▶ [Stored entries]
--- START ---

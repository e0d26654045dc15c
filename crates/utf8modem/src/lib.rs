//! Streaming UTF-8 decoding and validation.
//!
//! The core is a byte-at-a-time automaton whose whole state is one [`State`]
//! value: feed bytes in any chunking, keep the returned state between
//! buffers, and call [`finish`] at the end of the stream. Decoding reports to
//! a [`ByteHandler`], which sees every valid sequence and every malformation
//! with the bytes involved; [`CharHandler`] (through [`Chars`]) is the
//! simpler "scalar values and errors" view.
//!
//! ```
//! use utf8modem::{Chars, State, Validity, classify, decode, finish};
//!
//! let mut text = String::new();
//! let mut handler = Chars(&mut text);
//! let state = decode(State::INITIAL, b"gr\xC3", &mut handler)?;
//! let state = decode(state, b"\xBC\xC3\x9F \xFF", &mut handler)?;
//! finish(state, &mut handler)?;
//! assert_eq!(text, "gr\u{fc}\u{df} \u{FFFD}");
//!
//! assert_eq!(classify(b"gr\xC3"), Validity::Truncated { pending: 1, missing: 1 });
//! # Ok::<(), core::convert::Infallible>(())
//! ```
//!
//! Malformed input follows the W3C/WHATWG "maximal subpart" practice: one
//! error per maximal prefix of a would-be sequence, except that a surrogate
//! encoding (`0xED 0xA0..=0xBF ..`) is reported once, at its second byte.

#![no_std]
extern crate alloc;

#[cfg(any(test, feature = "std"))]
extern crate std;

mod chunk_utils;
mod code_point;
mod decode;
mod decoder;
mod error;
mod handler;
mod sink;
mod state;
mod statistics;
mod strict;
mod validity;

#[cfg(feature = "std")]
mod options;
#[cfg(feature = "std")]
mod scratch;
#[cfg(feature = "std")]
mod stream;

#[cfg(test)]
mod tests;

pub use chunk_utils::{produce_chunks, produce_prefixes};
pub use code_point::{code_point_2, code_point_3, code_point_4};
pub use decode::{decode, finish, next_state_with_handler};
pub use decoder::Utf8Decoder;
#[cfg(feature = "std")]
pub use error::StreamError;
pub use error::{Sequence, StrictError, Utf8Error};
pub use handler::{ByteHandler, CharHandler, Chars, END_OF_STREAM};
#[cfg(feature = "std")]
pub use options::{DEFAULT_BUFFER_LEN, MIN_BUFFER_LEN, StreamOptions};
pub use sink::{Lossy, decode_lossy};
pub use state::{State, initial_state, is_continuation, next_state};
pub use statistics::Statistics;
pub use strict::{Strict, decode_strict};
#[cfg(feature = "std")]
pub use stream::{
    classify_stream, classify_stream_in, classify_stream_with, decode_stream, decode_stream_in,
    decode_stream_with, decode_to_end, is_fully_valid, is_valid_up_to_truncation,
};
pub use validity::{Validity, classify};
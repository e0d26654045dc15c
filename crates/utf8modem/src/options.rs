/// Default read buffer length of the stream entry points.
pub const DEFAULT_BUFFER_LEN: usize = 8 * 1024;

/// Smallest read buffer that can hold a whole UTF-8 sequence.
pub const MIN_BUFFER_LEN: usize = 4;

/// Configuration of the [`std::io::Read`] driven entry points.
///
/// # Examples
///
/// ```rust
/// use utf8modem::{StreamOptions, Validity, classify_stream_with};
///
/// let options = StreamOptions {
///     buffer_len: 16,
///     ..Default::default()
/// };
/// let input = "\u{1F980}".repeat(10);
/// let validity = classify_stream_with(input.as_bytes(), options)?;
/// assert_eq!(validity, Validity::Utf8);
/// # Ok::<(), std::io::Error>(())
/// ```
///
/// # Default
///
/// An 8 KiB buffer reused through the per-thread pool.
#[derive(Debug, Clone, Copy, PartialEq, Eq, Hash)]
pub struct StreamOptions {
    /// Length of the read buffer.
    ///
    /// Larger buffers mean fewer `read` calls. The classifier needs room for
    /// a carried-over partial sequence plus at least one new byte, so values
    /// below [`MIN_BUFFER_LEN`] are raised to it.
    ///
    /// # Default
    ///
    /// [`DEFAULT_BUFFER_LEN`]
    pub buffer_len: usize,

    /// Whether to borrow the read buffer from a per-thread pool instead of
    /// allocating one per call.
    ///
    /// The pooled buffer is taken out of its slot for the duration of the
    /// call, so a nested call on the same thread simply allocates. Buffers
    /// larger than [`DEFAULT_BUFFER_LEN`] are freed after the call.
    ///
    /// # Default
    ///
    /// `true`
    pub reuse_scratch: bool,
}

impl Default for StreamOptions {
    fn default() -> Self {
        Self {
            buffer_len: DEFAULT_BUFFER_LEN,
            reuse_scratch: true,
        }
    }
}

impl StreamOptions {
    /// The buffer length actually used, never below [`MIN_BUFFER_LEN`].
    #[must_use]
    pub const fn effective_buffer_len(&self) -> usize {
        if self.buffer_len < MIN_BUFFER_LEN {
            MIN_BUFFER_LEN
        } else {
            self.buffer_len
        }
    }
}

--- END ---

▶ [EXERCISE BRIEF] Each line above that holds the string "whole" should be copied and shown.

▶ [EXERCISE ANSWER]
//! The core is a byte-at-a-time automaton whose whole state is one [`State`]
/// Smallest read buffer that can hold a whole UTF-8 sequence.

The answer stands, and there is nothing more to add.